··· PROVIDED RECORDS ···

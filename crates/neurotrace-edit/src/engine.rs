//! Interactive edit session over one morphology
//!
//! The engine owns the tree. Callers mutate it only through the builder
//! methods below; every accepted batch lands on the undo history and
//! triggers a full recompute of the derived state (index, roots, stats,
//! warnings). Single writer, single reader; no internal locking.

use std::collections::{BTreeSet, VecDeque};

use tracing::debug;

use neurotrace_core::{
    compute_stats, validate, Morphology, MorphologyStats, SwcNode, Warning, NO_PARENT,
};

use crate::ops::{apply_ops, invert_batch, TreeOp};

/// Undo depth. Oldest batches fall off the far end.
const HISTORY_CAP: usize = 100;

pub struct EditEngine {
    morphology: Morphology,
    /// Warnings produced at parse time. Structural validation is re-run
    /// after every edit, but these stay attached for the session.
    base_warnings: Vec<Warning>,
    stats: MorphologyStats,
    history: VecDeque<Vec<TreeOp>>,
    redo: Vec<Vec<TreeOp>>,
}

impl EditEngine {
    pub fn new(morphology: Morphology) -> Self {
        let base_warnings = morphology.warnings.clone();
        let stats = compute_stats(&morphology);
        Self {
            morphology,
            base_warnings,
            stats,
            history: VecDeque::new(),
            redo: Vec::new(),
        }
    }

    pub fn morphology(&self) -> &Morphology {
        &self.morphology
    }

    pub fn stats(&self) -> &MorphologyStats {
        &self.stats
    }

    pub fn can_undo(&self) -> bool {
        !self.history.is_empty()
    }

    pub fn can_redo(&self) -> bool {
        !self.redo.is_empty()
    }

    pub fn move_node(&mut self, node_id: i64, position: [f64; 3]) {
        let Some(node) = self.morphology.nodes.get(&node_id) else {
            return;
        };
        let before = [node.x, node.y, node.z];
        if before == position {
            return;
        }
        self.commit(vec![TreeOp::Move {
            node_id,
            before,
            after: position,
        }]);
    }

    /// Retype a set of nodes in one batch. Nodes already of the target type
    /// (and unknown ids) are skipped.
    pub fn retype_nodes(&mut self, node_ids: &[i64], new_type: i32) {
        let mut ops = Vec::new();
        for &id in node_ids {
            let Some(node) = self.morphology.nodes.get(&id) else {
                continue;
            };
            if node.node_type == new_type {
                continue;
            }
            ops.push(TreeOp::Retype {
                node_id: id,
                before: node.node_type,
                after: new_type,
            });
        }
        self.commit(ops);
    }

    /// Attach `node_id` under `new_parent`. A reparent that would create a
    /// cycle (the node found on the walk from the proposed parent to its
    /// root) is dropped silently and nothing is recorded. Pass
    /// [`NO_PARENT`] to make the node a root.
    pub fn reparent(&mut self, node_id: i64, new_parent: i64) {
        let Some(node) = self.morphology.nodes.get(&node_id) else {
            return;
        };
        if node.parent_id == new_parent || node_id == new_parent {
            return;
        }
        if new_parent != NO_PARENT {
            if !self.morphology.nodes.contains_key(&new_parent) {
                return;
            }
            // Parent pointers may already contain a cycle (a parse with
            // warnings keeps them), so the walk is bounded by node count.
            let mut cur = new_parent;
            let mut hops = 0;
            loop {
                if cur == node_id {
                    debug!(node_id, new_parent, "reparent would create a cycle");
                    return;
                }
                hops += 1;
                if hops > self.morphology.nodes.len() {
                    debug!(node_id, new_parent, "reparent target has a cyclic ancestry");
                    return;
                }
                match self.morphology.nodes.get(&cur) {
                    Some(n) if n.parent_id != NO_PARENT => cur = n.parent_id,
                    _ => break,
                }
            }
        }
        let before = node.parent_id;
        self.commit(vec![TreeOp::Reparent {
            node_id,
            before,
            after: new_parent,
        }]);
    }

    /// Delete a set of nodes. Victims are removed deepest-first; each
    /// surviving child is reparented onto the victim's former parent, so
    /// grandchildren stay connected. Children that are themselves victims
    /// are left to their own delete op.
    pub fn delete_nodes(&mut self, node_ids: &[i64]) {
        let victims: BTreeSet<i64> = node_ids
            .iter()
            .copied()
            .filter(|id| self.morphology.nodes.contains_key(id))
            .collect();
        if victims.is_empty() {
            return;
        }

        let mut ordered: Vec<i64> = victims.iter().copied().collect();
        ordered.sort_by_key(|&id| std::cmp::Reverse(self.depth_of(id)));

        // Ops are applied to the working arena as they are generated, so a
        // victim chain cascades: a child freshly reparented onto a victim
        // gets reparented again when that victim goes.
        let mut nodes = self.morphology.nodes.clone();
        let mut ops = Vec::new();
        for victim_id in ordered {
            let victim = nodes[&victim_id];
            let surviving: Vec<i64> = nodes
                .values()
                .filter(|n| n.parent_id == victim_id && !victims.contains(&n.id))
                .map(|n| n.id)
                .collect();
            for child_id in surviving {
                let op = TreeOp::Reparent {
                    node_id: child_id,
                    before: victim_id,
                    after: victim.parent_id,
                };
                apply_ops(&mut nodes, std::slice::from_ref(&op));
                ops.push(op);
            }
            let op = TreeOp::Delete { node: victim };
            apply_ops(&mut nodes, std::slice::from_ref(&op));
            ops.push(op);
        }
        self.commit(ops);
    }

    /// Split the `parent → child` edge with a new node at `position`.
    /// Returns the fresh id, or `None` if the edge does not exist.
    pub fn insert_between(
        &mut self,
        parent_id: i64,
        child_id: i64,
        position: [f64; 3],
    ) -> Option<i64> {
        let parent = self.morphology.nodes.get(&parent_id)?;
        let child = self.morphology.nodes.get(&child_id)?;
        if child.parent_id != parent_id {
            return None;
        }
        let new_id = self.next_id();
        let node = SwcNode {
            id: new_id,
            node_type: parent.node_type,
            x: position[0],
            y: position[1],
            z: position[2],
            radius: (parent.radius + child.radius) / 2.0,
            parent_id,
        };
        self.commit(vec![
            TreeOp::Insert { node },
            TreeOp::Reparent {
                node_id: child_id,
                before: parent_id,
                after: new_id,
            },
        ]);
        Some(new_id)
    }

    /// Grow a new leaf under `parent_id` at `position`. Returns the fresh id.
    pub fn append_child(&mut self, parent_id: i64, position: [f64; 3]) -> Option<i64> {
        let parent = self.morphology.nodes.get(&parent_id)?;
        let new_id = self.next_id();
        let node = SwcNode {
            id: new_id,
            node_type: parent.node_type,
            x: position[0],
            y: position[1],
            z: position[2],
            radius: parent.radius.max(0.5),
            parent_id,
        };
        self.commit(vec![TreeOp::Insert { node }]);
        Some(new_id)
    }

    /// Delete `root_id` and everything below it. No reparenting: the whole
    /// subtree goes in one batch.
    pub fn prune_subtree(&mut self, root_id: i64) {
        if !self.morphology.nodes.contains_key(&root_id) {
            return;
        }
        let mut ordered: Vec<i64> =
            neurotrace_core::subtree(&self.morphology, root_id).into_keys().collect();
        ordered.sort_by_key(|&id| std::cmp::Reverse(self.depth_of(id)));
        let ops = ordered
            .into_iter()
            .map(|id| TreeOp::Delete {
                node: self.morphology.nodes[&id],
            })
            .collect();
        self.commit(ops);
    }

    pub fn undo(&mut self) -> bool {
        let Some(batch) = self.history.pop_back() else {
            return false;
        };
        apply_ops(&mut self.morphology.nodes, &invert_batch(&batch));
        self.redo.push(batch);
        self.recompute();
        true
    }

    pub fn redo(&mut self) -> bool {
        let Some(batch) = self.redo.pop() else {
            return false;
        };
        apply_ops(&mut self.morphology.nodes, &batch);
        self.push_history(batch);
        self.recompute();
        true
    }

    fn commit(&mut self, ops: Vec<TreeOp>) {
        if ops.is_empty() {
            return;
        }
        debug!(ops = ops.len(), "applying edit batch");
        apply_ops(&mut self.morphology.nodes, &ops);
        self.push_history(ops);
        self.redo.clear();
        self.recompute();
    }

    fn push_history(&mut self, batch: Vec<TreeOp>) {
        if self.history.len() == HISTORY_CAP {
            self.history.pop_front();
        }
        self.history.push_back(batch);
    }

    fn recompute(&mut self) {
        self.morphology.rebuild_index();
        self.stats = compute_stats(&self.morphology);
        let mut warnings = self.base_warnings.clone();
        warnings.extend(validate(&self.morphology));
        self.morphology.warnings = warnings;
    }

    fn next_id(&self) -> i64 {
        self.morphology.nodes.keys().next_back().copied().unwrap_or(0) + 1
    }

    fn depth_of(&self, id: i64) -> usize {
        let mut depth = 0;
        let mut cur = id;
        while let Some(node) = self.morphology.nodes.get(&cur) {
            if node.parent_id == NO_PARENT {
                break;
            }
            if !self.morphology.nodes.contains_key(&node.parent_id) {
                break;
            }
            depth += 1;
            cur = node.parent_id;
            if depth > self.morphology.nodes.len() {
                break;
            }
        }
        depth
    }
}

···

## PROBLEM TO SOLVE
Look through the entries and return each line that has the word "copied" in it.

## YOUR SOLUTION
            .copied()
        let mut ordered: Vec<i64> = victims.iter().copied().collect();
        self.morphology.nodes.keys().next_back().copied().unwrap_or(0) + 1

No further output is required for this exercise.